Today someone S. works with suggested that we contact the local University Hospital for help with everything. I did some looking online, and discovered that they have a free program where they basically will do case management and advocate for me to help with all of these damn applications. Additionally, I’ll get to see a doctor right away while my application for medicaid is pending! This is all fabulous news, as I was concerned that at the current rate, I might make it in to see a doctor when it’s time to deliver…

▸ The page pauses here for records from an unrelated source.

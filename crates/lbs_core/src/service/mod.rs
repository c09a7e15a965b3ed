//! Engine services.
//!
//! # Responsibility
//! - Orchestrate repository calls into engine-level use cases.
//! - Keep callers (CLI, dashboard, CRUD layer) decoupled from storage details.

use crate::model::exception::ExceptionId;
use crate::model::task::TaskId;
use crate::repo::RepoError;
use chrono::NaiveDate;
use thiserror::Error;

pub mod clock;
pub mod coefficient_service;
pub mod engine;
pub mod load;
pub mod materializer;
pub mod recompute_queue;

pub type EngineResult<T> = Result<T, EngineError>;

/// Error returned by engine operations.
#[derive(Debug, Error)]
pub enum EngineError {
    #[error("{0}")]
    Repo(#[from] RepoError),
    #[error("invalid date range: start {start} is after end {end}")]
    InvalidRange { start: NaiveDate, end: NaiveDate },
    #[error("task not found: {0}")]
    TaskNotFound(TaskId),
    #[error("task is inactive: {0}")]
    TaskInactive(TaskId),
    #[error("exception not found: {0}")]
    ExceptionNotFound(ExceptionId),
}

impl EngineError {
    /// Storage failures can be retried; the failed recompute left the
    /// previous cache rows in place.
    pub fn is_retryable(&self) -> bool {
        match self {
            Self::Repo(err) => err.is_retryable(),
            _ => false,
        }
    }
}

impl From<rusqlite::Error> for EngineError {
    fn from(value: rusqlite::Error) -> Self {
        Self::Repo(value.into())
    }
}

In the ongoing Saga of the Welfare Application, I faxed 14 items to the caseworker there, which hopefully will complete our file, but I’m not holding my breath. She is having a really hard time comprehending that I was NOT employed by the last spa that I worked at, and that as such, I did not make an hourly rate, they do not have records of my average scheduled hours, and I’m not eligible for unemployment. She sent me a form for them to fill out, and they’re not much interested in completing it since, well, I’m not there anymore, and I was NEVER AN EMPLOYEE. I wrote the caseworker a nice letter, where I attempted to explain everything in small words, so I’m hoping she gets it. The thing that really sucks is that I can’t call her. She is based out of an office in upstate NV, and works from home, so in order to get in touch with her, I have to either call and leave a message with the office, then they get the message to her, or I have to fax her a letter. Either way, I have to just hope that she gets the message and calls me back soon. It’s somewhat less than optimal.

So, seven weeks on Wed. Wow. And possibly even prenatal care in the next couple of weeks. This is very comforting.